デモのような一過性のものもいいけれど、好きなときにビジターの都合で訪れて集えるホームベースを皆求めてたのかな、と思いました。女たちのテントは話を聞いてくれるお母さんのいる場所のようでもありました。同じ志を持つ人たちが語り、下がり気味の士気のレベルを少しあげてくれる場所でもありました。この場所が新宿だかそこらのビルの一角の部屋にあってもこうはなりません。まさに敵陣の目の前に対峙する場所であるからこそ、人々が全国から足を運び続けた(る)のだと思います。先月6日、小さな共和国のようになった NY のウォール街の占拠 Occupy Wall Street で、ナオミ・クライン(半グローバリズムの代表的論客)は、ひとつの場所に腰を下ろした運動の本質をこう定義したそうです《 あなたたちが居続けるその間だけ、あなたたちは根をのばすことができるのです ... あまりに多くの運動が美しい花々のように咲き、すぐに絶えていくのが情報化時代の現実です。なぜならそれらは土地に根をはっていないからです 》。

外に出ること。実際に動くこと。話して繋がること。

一方、デモでも座り込みでも講演会でも、どこかに集うことは、集った結果の人数や盛り上がりよりも、それぞれが、いろいろと思いながら、各自の家から集う現場へ向かう行程に意味があるようにも思います。バスの中で、銀座線の中で、東横線の中で、それぞれの胸の内ある気持ち。行こうと思っていて行けなかった人々も含めて、その集いに向けて1日の中で思う数分。

集って歩くことも、集って座り込み話すことも、意味のないただのお祭り騒ぎと思いますか?霞が関に行ったことがない方、一度テントひろばを見ておいてもいいかもしれません。そこに迫害されてもテントがずっとあり続けることを知るだけでもいい。デモを沿道から見る専門だった方、一度勇気を持って中に入ってみるといいかもしれません。どんな方たちが参加しているのか、少し知るだけでもいい。

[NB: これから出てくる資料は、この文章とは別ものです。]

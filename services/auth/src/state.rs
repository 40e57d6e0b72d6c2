use sea_orm::DatabaseConnection;

use leadgate_auth_types::identity::AccessSecretProvider;

use crate::config::AuthConfig;
use crate::infra::db::{DbAdminRepository, DbOtpRepository};
use crate::infra::mailer::HttpMailer;
use crate::infra::ratelimit::AppRateLimiter;

/// Shared service state. Handlers assemble usecases from these parts per
/// request; everything here is cheap to clone.
#[derive(Clone)]
pub struct AppState {
    pub db: DatabaseConnection,
    pub mailer: HttpMailer,
    pub rate_limiter: AppRateLimiter,
    pub access_secret: String,
    pub refresh_secret: String,
    pub cookie_domain: String,
}

impl AppState {
    pub fn new(
        db: DatabaseConnection,
        rate_limiter: AppRateLimiter,
        config: &AuthConfig,
    ) -> Self {
        Self {
            db,
            mailer: HttpMailer::new(
                config.mail_api_url.clone(),
                config.mail_api_key.clone(),
                config.mail_from.clone(),
            ),
            rate_limiter,
            access_secret: config.access_token_secret.clone(),
            refresh_secret: config.refresh_token_secret.clone(),
            cookie_domain: config.cookie_domain.clone(),
        }
    }

    pub fn admin_repo(&self) -> DbAdminRepository {
        DbAdminRepository {
            db: self.db.clone(),
        }
    }

    pub fn otp_repo(&self) -> DbOtpRepository {
        DbOtpRepository {
            db: self.db.clone(),
        }
    }
}

impl AccessSecretProvider for AppState {
    fn access_secret(&self) -> &str {
        &self.access_secret
    }
}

きっとあなたの友だちのような普通の人間です。傍観者だったとしても、とりあえず声をあげる場へ足を運ぼうかなと少しでも思いを馳せた時点で、そのイベントに特別な意味が加わります。それぞれの中でも新しい何かが生まれる。経産省勤務の方がひとりそっと脱原発テントにカンパしたというような逸話は(そのようなことがあったようです)本当に大事で、そういう個人の小さな革命の「点」を繋いで線にして、そして面にして広げていかないといけないのだと思います。

(写真:おまけ・・・井の頭公園から出発した、日曜日の脱原発ウォーク。)
雨にもマケズ、700-800人の参加があったそうです。ファミリーがいっぱいのソフトなデモでした。子どもにも配慮して短めのコース。よく知る街を歩くのは、なんだかおかしな気分でした。